She led the Orange Revolution in 2004, which took place when presidential-election results were falsified to make Yanukovych the winner. The brutish replay of their rivalry underlines how little progress Ukrainian democracy has made in the eight years of political turmoil that followed. Many believe Tymoshenko was jailed to eliminate her from elections in October, even though her popularity has waned significantly since 2004.
The former interior minister from her government is also in prison, as is her former defense minister. Another former Cabinet member has been charged and released, and yet another has been granted political asylum in the Czech Republic. Meanwhile, senior figures close to the current government, who are widely suspected of corruption, remain free and are prospering. The government claims it is merely seeking justice, and indeed Tymoshenko, a politician who made her fortune in Ukraine’s murky natural-gas business, is no angel. But the judiciary’s one-sided pursuit of the opposition smacks of vengeance.
The EU remains keen to bring Ukraine closer and has recently concluded an association agreement that would integrate the two economies and align their policies in a number of areas. But EU member states have refused to ratify the deal until Yanukovych’s government stops hounding opponents and starts respecting freedom of speech (journalists are also being harassed). With the Euro 2012 boycott, some EU capitals and officials have raised the stakes: Soccer is immensely popular in Ukraine, and the championship ought to have been a crowning moment.

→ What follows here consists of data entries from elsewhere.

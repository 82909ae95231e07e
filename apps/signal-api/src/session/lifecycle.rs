//! Bridge between raw transport connect/disconnect events and the session
//! registry, plus the disconnect notification contract.

use std::sync::Arc;

use async_trait::async_trait;
use parking_lot::RwLock;

use crate::error::StoreError;

use super::registry::SessionRegistry;

/// Domain event emitted once per real disconnect.
#[derive(Debug, Clone, PartialEq, Eq)]
pub struct SessionDisconnected {
    pub user_id: i64,
}

/// A subsystem interested in disconnects (room cleanup, presence broadcast).
#[async_trait]
pub trait DisconnectListener: Send + Sync {
    async fn on_disconnect(&self, event: SessionDisconnected);
}

/// Explicit publish/subscribe hub for disconnect notifications.
///
/// Listeners are invoked inline at publish time, so they observe the session
/// state as it was *before* teardown. Subscription happens at startup.
#[derive(Clone, Default)]
pub struct DisconnectEvents {
    listeners: Arc<RwLock<Vec<Arc<dyn DisconnectListener>>>>,
}

impl DisconnectEvents {
    pub fn new() -> Self {
        Self::default()
    }

    pub fn subscribe(&self, listener: Arc<dyn DisconnectListener>) {
        self.listeners.write().push(listener);
    }

    pub async fn publish(&self, event: SessionDisconnected) {
        let listeners: Vec<_> = self.listeners.read().clone();
        for listener in listeners {
            listener.on_disconnect(event.clone()).await;
        }
    }
}

/// Bridges transport connect/disconnect events to the session registry.
#[derive(Clone)]
pub struct ConnectionLifecycle {
    registry: SessionRegistry,
    events: DisconnectEvents,
}

impl ConnectionLifecycle {
    pub fn new(registry: SessionRegistry, events: DisconnectEvents) -> Self {
        Self { registry, events }
    }

    /// Transport connected: register the session. Returns the session id a
    /// duplicate login evicted, if any, so the caller can close it.
    pub async fn add_session(
        &self,
        user_id: i64,
        display_name: &str,
        session_id: &str,
    ) -> Result<Option<String>, StoreError> {
        self.registry
            .register_session(user_id, display_name, session_id)
            .await
    }

    /// Transport disconnected.
    ///
    /// Publishes `SessionDisconnected` *before* tearing the session down so
    /// listeners can still read it, then terminates. Unknown or already
    /// cleaned-up sessions publish nothing — idempotent. Store failures are
    /// logged, never propagated: a disconnect must always attempt cleanup.
    pub async fn remove_session(&self, session_id: &str) {
        let user_id = match self.registry.user_id_by_session(session_id).await {
            Ok(Some(user_id)) => user_id,
            Ok(None) => {
                tracing::debug!(session_id, "disconnect for unknown session, nothing to do");
                return;
            }
            Err(err) => {
                tracing::warn!(%err, session_id, "session lookup failed during disconnect");
                return;
            }
        };

        self.events.publish(SessionDisconnected { user_id }).await;

        if let Err(err) = self.registry.terminate_session(session_id).await {
            tracing::warn!(%err, session_id, user_id, "session teardown failed");
        }
    }

    /// Heartbeat from the transport layer.
    pub async fn update_last_activity(&self, user_id: i64) -> Result<(), StoreError> {
        self.registry.process_heartbeat(user_id).await
    }
}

Some in Europe are not convinced that political boycotts are the right policy. Polish officials, for example, warn that too much pressure on Ukraine could cause the country to turn toward Russia. Ukrainian officials happily second that notion, threatening the EU that unless it ratifies the association agreement, it will lose Ukraine. The EU should not blink, for two reasons.
First, Yanukovych and the business oligarchs, such as Rinat Akhmetov, who back his government have no intention of joining a Russia-dominated customs union or the proposed Eurasian Union, an EU-style bloc comprised of ex-Soviet states. Most of Ukraine’s richest people made their money in steel, mining and fertilizers, and Russian producers are their greatest competitors. Ukrainian oligarchs cherish their independence, as have successive governments in Kiev since the Soviet Union was dissolved in 1991. All have worked hard to keep key energy assets, such as pipelines, out of Russia’s hands.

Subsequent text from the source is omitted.